Hancock masterfully juggles laugh-out-loud humour and visceral horror, often within the same scene. The script leans into its absurd premise without winking too hard at the audience, trusting Thatcher and Quaid to ground the madness. Sophie Thatcher is magnetic as Iris, blending wide-eyed naivety with flickers of defiance that make her both sympathetic and unnerving. Her physicality—stiff yet eerily graceful—nails the uncanny valley of a machine learning to mimic humanity. Jack Quaid, meanwhile, subverts his “nice guy” persona to chilling effect, painting Josh as a manipulative loser clinging to control. Supporting turns from Lukas Gage and Megan Suri add levity and bite, their exaggerated quirks contrasting with Iris’s unsettling calm.

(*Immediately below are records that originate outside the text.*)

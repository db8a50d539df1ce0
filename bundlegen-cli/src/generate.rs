use crate::options::BundleArgs;
use crate::validation::{ValidationContext, validate_context};
use bundlegen::Engine;

/// Run the gen command: validate the bundle and write the generated Rust module.
pub fn run_gen_command(args: &BundleArgs, module: &str, output_dir: &str) -> Result<(), String> {
    let context = ValidationContext::new()
        .with_bundle_dir(args.bundle_dir.clone())
        .with_language_code(args.default_language.clone())
        .with_output_dir(output_dir.to_string());
    validate_context(&context)?;

    let options = args
        .to_generate_options()
        .with_module_name(module)
        .with_output_dir(output_dir);
    let engine = Engine::new(options).map_err(|e| e.to_string())?;
    let path = engine.generate().map_err(|e| e.to_string())?;

    println!("✅ Generated {}", path.display());
    Ok(())
}
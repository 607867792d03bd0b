//! POSIX ustar archive support
//!
//! Every entry is a 512-byte [`UstarHeader`] followed by the entry body padded
//! with zeroes to the next block boundary. The archive ends with two zero
//! blocks. Only regular files are produced; the reader accepts any regular
//! file entry with a valid ustar header.
//!
//! Headers are deterministic: uid, gid and mtime are always zero and owner
//! names are empty, so the same bodies always produce byte-identical archives.

mod error;
mod header;
pub mod layout;
mod reader;
mod writer;

pub use error::{ArchiveError, Result};
pub use header::{MAX_NAME_LEN, MAX_SIZE, UstarHeader};
pub use layout::{BLOCK_SIZE, HEADER_SIZE, TRAILER_SIZE};
pub use reader::{TarEntry, TarReader};
pub use writer::TarWriter;
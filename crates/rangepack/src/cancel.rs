//! Run-scoped cancellation signal

use std::sync::Arc;
use std::sync::atomic::{AtomicBool, Ordering};
use tokio::sync::Notify;

/// Shared flag that stops a run
///
/// Cloning yields a handle to the same signal. Once cancelled a token stays
/// cancelled; every in-flight fetch waiting on [`cancelled`](Self::cancelled)
/// is woken immediately.
#[derive(Debug, Clone, Default)]
pub struct CancellationToken {
    inner: Arc<Inner>,
}

#[derive(Debug, Default)]
struct Inner {
    cancelled: AtomicBool,
    notify: Notify,
}

impl CancellationToken {
    /// Create a token that is not cancelled
    pub fn new() -> Self {
        Self::default()
    }

    /// Cancel the run and wake all waiters
    pub fn cancel(&self) {
        if !self.inner.cancelled.swap(true, Ordering::AcqRel) {
            self.inner.notify.notify_waiters();
        }
    }

    /// Check if the run has been cancelled
    pub fn is_cancelled(&self) -> bool {
        self.inner.cancelled.load(Ordering::Acquire)
    }

    /// Wait until the run is cancelled
    pub async fn cancelled(&self) {
        loop {
            // Register before checking so a concurrent cancel is not missed
            let notified = self.inner.notify.notified();
            if self.is_cancelled() {
                return;
            }
            notified.await;
        }
    }
}

#[cfg(test)]
#[allow(clippy::expect_used)]
mod tests {
    use super::*;
    use std::time::Duration;

    #[test]
    fn test_clones_share_state() {
        let token = CancellationToken::new();
        let handle = token.clone();
        assert!(!handle.is_cancelled());
        token.cancel();
        assert!(handle.is_cancelled());
        token.cancel();
        assert!(handle.is_cancelled());
    }

    #[tokio::test]
    async fn test_cancelled_wakes_waiters() {
        let token = CancellationToken::new();
        let waiter = {
            let token = token.clone();
            tokio::spawn(async move { token.cancelled().await })
        };

        tokio::time::sleep(Duration::from_millis(10)).await;
        token.cancel();

        tokio::time::timeout(Duration::from_secs(1), waiter)
            .await
            .expect("waiter should wake")
            .expect("waiter task should not panic");
    }

    #[tokio::test]
    async fn test_cancelled_returns_immediately_when_already_cancelled() {
        let token = CancellationToken::new();
        token.cancel();
        tokio::time::timeout(Duration::from_millis(100), token.cancelled())
            .await
            .expect("should not block");
    }
}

Cinematographer Eli Born bathes the cabin setting in cold, clinical blues and warm, deceptive golds, visually echoing the film’s clash between humanity and artifice. Tight framing during dialogue scenes amplifies the claustrophobia, while sudden, jarring cuts—like a glitch in a simulation—keep you off-balance. The production design cleverly mirrors Iris’s duality: sleek, modern interiors juxtaposed with grimy, blood-smeared chaos as the night spirals.
Themes of toxic relationships and gendered power dynamics simmer beneath the surface. While Companion avoids heavy-handed moralising, its critique of men who weaponise vulnerability hits hard. Comparisons to The Stepford Wives and Ex Machina are apt, but Hancock’s focus on dark comedy sets it apart. A scene where Iris deadpans about her programming while covered in gore typifies the film’s bleakly funny tone.
At 97 minutes, the pacing rarely lags, though the final act stumbles slightly when overexplaining Iris’s tech specs. The synth-heavy soundtrack, while atmospheric, occasionally drowns out quieter moments. Still, these are small quibbles in an otherwise taut narrative.
Companion is a bloody good time—smart enough to provoke thought but cheeky enough to never take itself too seriously. If you are a fan of Ready or Not or Barbarian, you’ll relish its mix of scares and satire, while Sophie Thatcher’s career-best performance demands attention. If you’re after a film that skewers modern romance with a side of carnage, this one’s a match. Just don’t expect to look at your smartphone the same way afterwards!